I confess that I checked out an ex's FB page yesterday and tried to figure out who is his girlfriend. I would never in a million years date that guy again, I have no idea what came over me and led me to snoop.
[QUOTE]And now I seriously wonder, if I was so willing to put TTC on hold until January just for a vacation, how ready am I to be a parent? I feel like that makes me a bad person.
Posted by baystateapple[/QUOTE]
Well this is just silly. Wanting to be comfortable and really enjoy one last vacation with your H before it's not just the two of you ever again is not anything that makes you a bad person or not ready to be a parent.
ttc chart
BFP 8/01/12, EDD 04/10/12, mm/c @ 6wks, discovered at 8wks, D&C 9/05/12
LDY--I watch Disney all the time. I'm a child at heart. The shows are always so bright and colorful and happy. And I love their new movie, Lemonade Mouth. Now I want to read the book.
[QUOTE]I would have issues with someone besides myself putting MY husband in HER profile picture. And I'd have a Come to Jesus with my husband, and he would defriend her. And I'm not the jealous type, but Trollop has gone too far.
Posted by georgia_bride09[/QUOTE]
Uh yeah. This. Bitch needs to step off.
I don't think I have any confessions that have not already been confessed.
GG -- *HUGS* I would be apprehensive too. H and I had an LDR for the first year we were dating, and when he moved down to CT I was scared to death. Excited, but terrified. But (obvs.) it worked out.
Books read in 2012: 21/50
[QUOTE]Ok, serious confession here. I'm scared for when FI comes home because we have been LDR for 2 years, have never lived together and I know its going to be a serious change. I'm excited/scared at the same time.
Posted by ggirl2001[/QUOTE]
I think it shows maturity that you recognize that it will likely have some challenges. Just go with the flow and have a lot of communication and you'll be golden :)
ttc chart
BFP 8/01/12, EDD 04/10/12, mm/c @ 6wks, discovered at 8wks, D&C 9/05/12
And don't feel bad for not wanting to be KU before you go on vacation. I doubt anyone ever feels really ready to have kids and you'll be a great parent regardless of whether you get pregnant today or in 5 years.
generic blog link.
[QUOTE]Oh. I also confess that I have been seriously gung ho about wanting to start TTC ASAP. H wanted to wait until the end of the year/beginning of 2012. And what convinced me wasn't the financial argument or him saying he'll feel more "ready" then. It was booking a vacation and not wanting to be hugely pregnant while on the cruise. And now I seriously wonder, if I was so willing to put TTC on hold until January just for a vacation, how ready am I to be a parent? I feel like that makes me a bad person.

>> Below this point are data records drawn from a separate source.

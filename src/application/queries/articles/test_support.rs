//! In-memory repositories for the query service tests.

use crate::domain::{
    article::{
        Article, ArticleFilter, ArticleId, ArticleReadRepository, ArticleSlug, ArticleSummary,
        ArticleTitle, SlugEntry,
    },
    category::{Category, CategoryReadRepository},
    errors::{DomainError, DomainResult},
};
use async_trait::async_trait;
use chrono::{DateTime, Utc};
use std::sync::{
    Arc,
    atomic::{AtomicUsize, Ordering},
};

pub fn article(slug: &str, published_at: Option<DateTime<Utc>>) -> Article {
    let mut article = Article::new(
        ArticleId::new(format!("id-{slug}")).unwrap(),
        ArticleTitle::new(format!("Title for {slug}")).unwrap(),
        ArticleSlug::new(slug).unwrap(),
    );
    article.published_at = published_at;
    article
}

#[derive(Default)]
pub struct StubArticles {
    articles: Vec<Article>,
    fail: bool,
    calls: Arc<AtomicUsize>,
}

impl StubArticles {
    pub fn with(articles: Vec<Article>) -> Self {
        Self {
            articles,
            ..Self::default()
        }
    }

    pub fn failing() -> Self {
        Self {
            fail: true,
            ..Self::default()
        }
    }

    pub fn calls(&self) -> Arc<AtomicUsize> {
        Arc::clone(&self.calls)
    }

    fn check(&self) -> DomainResult<()> {
        self.calls.fetch_add(1, Ordering::SeqCst);
        if self.fail {
            Err(DomainError::Unavailable("connection refused".into()))
        } else {
            Ok(())
        }
    }
}

#[async_trait]
impl ArticleReadRepository for StubArticles {
    async fn find_by_slug(&self, slug: &ArticleSlug) -> DomainResult<Option<Article>> {
        self.check()?;
        Ok(self.articles.iter().find(|a| &a.slug == slug).cloned())
    }

    async fn list(&self, filter: &ArticleFilter) -> DomainResult<Vec<ArticleSummary>> {
        self.check()?;
        Ok(self
            .articles
            .iter()
            .cloned()
            .map(ArticleSummary::from)
            .filter(|summary| {
                filter
                    .category
                    .as_deref()
                    .is_none_or(|category| summary.categories.iter().any(|title| title == category))
            })
            .collect())
    }

    async fn list_slugs(&self) -> DomainResult<Vec<SlugEntry>> {
        self.check()?;
        Ok(self
            .articles
            .iter()
            .map(|a| SlugEntry {
                slug: a.slug.clone(),
                published_at: a.published_at,
            })
            .collect())
    }
}

#[derive(Default)]
pub struct StubCategories {
    categories: Vec<Category>,
    fail: bool,
}

impl StubCategories {
    pub fn with(categories: Vec<Category>) -> Self {
        Self {
            categories,
            fail: false,
        }
    }

    pub fn failing() -> Self {
        Self {
            categories: Vec::new(),
            fail: true,
        }
    }
}

#[async_trait]
impl CategoryReadRepository for StubCategories {
    async fn list(&self) -> DomainResult<Vec<Category>> {
        if self.fail {
            return Err(DomainError::Query("unexpected token".into()));
        }
        Ok(self.categories.clone())
    }
}
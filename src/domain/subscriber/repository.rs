use crate::domain::errors::DomainResult;
use crate::domain::subscriber::entity::NewSubscriber;
use async_trait::async_trait;

#[async_trait]
pub trait SubscriberRepository: Send + Sync {
    async fn create(&self, subscriber: NewSubscriber) -> DomainResult<()>;
}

Posted by baystateapple[/QUOTE]
I don't think this makes you a bad person, and I don't think it's "just" a vacation. Making sure you're in the right place mentally, financially, and emotionally to bring a baby into the world makes you a very good person, and that includes doing things that you've always wanted to do that might be more difficult once there are little ones in the equation. Charlie and I are definitely planning on enjoying some time to ourselves (and traveling) before we start a family.
Our Story MAJORLY UPDATED 8/6/09
Wouldn't it be nice to live together in the kind of world where we belong?